Es dauert nicht lange, da werden wir zu einer Kleingartenanlage aufgrund einer bewusstlosen Person gerufen. Per Funk erhalten wir die Information, dass auch ein NEF mit ausrückt. Beim Eintreffen empfängt uns eine ältere Dame und führt uns wenige Meter in den Bereich der Kleingartenanlage hinein, wo ein junger Mann reglos auf dem Boden liegt. Er reagiert nicht auf Ansprache, jedoch stelle ich bei der Atemkontrolle bereits fest, dass er Alkohol getrunken hat. Zusammen mit Philipp drehe ich ihn auf den Rücken und setze mithilfe des Esmarchs-Handgriffs einen Schmerzreiz, woraufhin unser Patient wieder langsam zu sich kommt. Währenddessen spricht Philipp kurz mit der Dame, die jedoch keine Angaben machen kann.

Ich gebe dem Patienten kurz Zeit, bevor ich ihm Fragen stelle: „Der Rettungsdienst, Huber, mein Kollege Stehling. Wie heißen Sie? Wissen Sie, was passiert ist?"

„Lukas. Lukas Böhm. Party", antwortet er mir typisch verkatert.

„Sie haben also Party gemacht", schlussfolgere ich, woraufhin er nickt. Bevor ich dort weiter nachhake, arbeite ich das sogenannte SAMPLER-Schema ab. „Tut Ihnen irgendetwas weh?"
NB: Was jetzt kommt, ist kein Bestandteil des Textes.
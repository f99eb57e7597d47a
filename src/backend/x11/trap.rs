//! Nestable X protocol error traps.
//!
//! Speculative requests (probing a foreign window, creating a GLX pixmap that the driver may
//! reject, tearing down a drawable on a half-dead connection) are issued inside a trap. Any
//! protocol error that arrives while a trap is active is recorded in the innermost trap instead
//! of being reported, and handed back as a plain error code when the trap is removed.

use tracing::{debug, trace};

use super::XServer;

/// Identifies one pushed trap.
///
/// Must be handed back to [`ErrorTrapStack::pop`] in strict stack order.
#[derive(Debug, PartialEq, Eq)]
#[must_use = "a trap must be removed again"]
pub struct TrapToken {
    depth: usize,
}

#[derive(Debug, Default, Clone, Copy)]
struct TrapFrame {
    error_code: u8,
}

/// Stack of active error traps owned by a connection
#[derive(Debug, Default)]
pub struct ErrorTrapStack {
    frames: Vec<TrapFrame>,
}

impl ErrorTrapStack {
    /// Create an empty stack
    pub fn new() -> Self {
        Self::default()
    }

    /// Push a new innermost trap
    pub fn push(&mut self) -> TrapToken {
        let depth = self.frames.len();
        self.frames.push(TrapFrame::default());
        trace!(depth, "X error trap pushed");
        TrapToken { depth }
    }

    /// Record a protocol error in the innermost trap.
    ///
    /// Returns `false` if no trap is active, in which case the caller has to report the error.
    pub fn record(&mut self, error_code: u8) -> bool {
        match self.frames.last_mut() {
            Some(frame) => {
                frame.error_code = error_code;
                true
            }
            None => false,
        }
    }

    /// Remove the innermost trap and return the error it caught, `0` if none.
    ///
    /// # Panics
    ///
    /// Panics if `token` does not belong to the innermost trap. Traps must be removed in the
    /// reverse order they were pushed.
    pub fn pop(&mut self, token: TrapToken) -> u8 {
        assert_eq!(
            token.depth + 1,
            self.frames.len(),
            "X error traps must be removed innermost first"
        );
        let frame = self.frames.pop().unwrap_or_default();
        trace!(depth = token.depth, error_code = frame.error_code, "X error trap popped");
        frame.error_code
    }

    /// Whether any trap is currently active
    pub fn is_active(&self) -> bool {
        !self.frames.is_empty()
    }

    /// Number of active traps
    pub fn depth(&self) -> usize {
        self.frames.len()
    }
}

/// Scoped error trap.
///
/// Removes its trap when dropped, so an early return can never leave a dangling trap behind.
/// Use [`ErrorTrap::finish`] to learn whether an error was caught.
#[derive(Debug)]
pub struct ErrorTrap<'a, S: XServer + ?Sized> {
    server: &'a S,
    token: Option<TrapToken>,
}

impl<'a, S: XServer + ?Sized> ErrorTrap<'a, S> {
    /// Push a trap on `server`
    pub fn new(server: &'a S) -> Self {
        let token = server.trap_errors();
        ErrorTrap {
            server,
            token: Some(token),
        }
    }

    /// Synchronize with the server, remove the trap and return the caught error code
    pub fn finish(mut self) -> u8 {
        match self.token.take() {
            Some(token) => self.server.untrap_errors(token),
            None => 0,
        }
    }
}

impl<'a, S: XServer + ?Sized> Drop for ErrorTrap<'a, S> {
    fn drop(&mut self) {
        if let Some(token) = self.token.take() {
            let code = self.server.untrap_errors(token);
            if code != 0 {
                debug!(code, "X error caught by an abandoned trap");
            }
        }
    }
}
„Mein Kopf", klagt Lukas Böhm und fasst sich instinktiv an die Stirn.

„Sonst noch etwas?"

„Nein."

„Allergien? Medikamente? Vorerkrankungen?" Auch diese Fragen verneint er, sodass für mich die Diagnose Alkoholvergiftung am Naheliegenden ist. „Was ist denn auf der Party passiert? Erinnern Sie sich, wie Sie hierhin gekommen sind?"

„Mein Kumpel und ich haben eine kleine Party gemacht. Wir haben gegrillt beziehungsweise wollten es, denn mein Kumpel hat zu wenig Fleisch mitgebracht. Deshalb wollte ich mehr Fleisch holen." Während seinen Ausführungen hat er sich hingesetzt und lehnt nun am Gartenzaun.

„Ich bestelle NEF ab", informiert mit Philipp, was ich nickend bestätige.

„Wie viel haben Sie denn getrunken?"

„Paar Bier und bisschen Wodka."

„Bisschen zu viel Wodka", murmelt Philipp hörbar.

„Wir würden Sie jetzt in die Klinik mitnehmen. Augenscheinlich haben Sie keine Verletzung, aber dort können die Ärzte Sie durchchecken."

„Nein, keine Klinik, geht schon. Die Laube meiner Eltern ist direkt um die Ecke", widerspricht Herr Böhm uns.

„Wie alt sind Sie denn?"

„18."

„Okay. Sie müssten mir dann unterschreiben, dass Sie weitere medizinische Hilfe ablehnen. Mir wäre es aber lieber, sie würden uns begleiten."

„Ich unterschreib Ihnen das Ding. Es geht schon wieder."

Damit gebe ich mich geschlagen. Philipp lässt ihn die Erklärung unterschreiben und hilft ihm, sich aufzurichten. Anschließend sehen wir ihn davon wanken, während wir unser Equipment schnappen und zum RTW zurückgehen. Alles in allem ein harmloser Einsatz, der aber nach dem Letzten gut tut. Dauernd Leichen oder Einsätze mit lebensbedrohlichen Verletzungen würden uns seelisch zu stark belasten.

Zurück auf der Wache entgeht mir nicht Ollis kritischer Blick, doch es geht mir jetzt wirklich gut. Ins Gespräch kommen wir jedoch nicht wirklich, da uns ein weiterer Alarm ereilt: „Einsatz für den RTW zwei. VU mit Fahrrad, Morbacherstraße 3."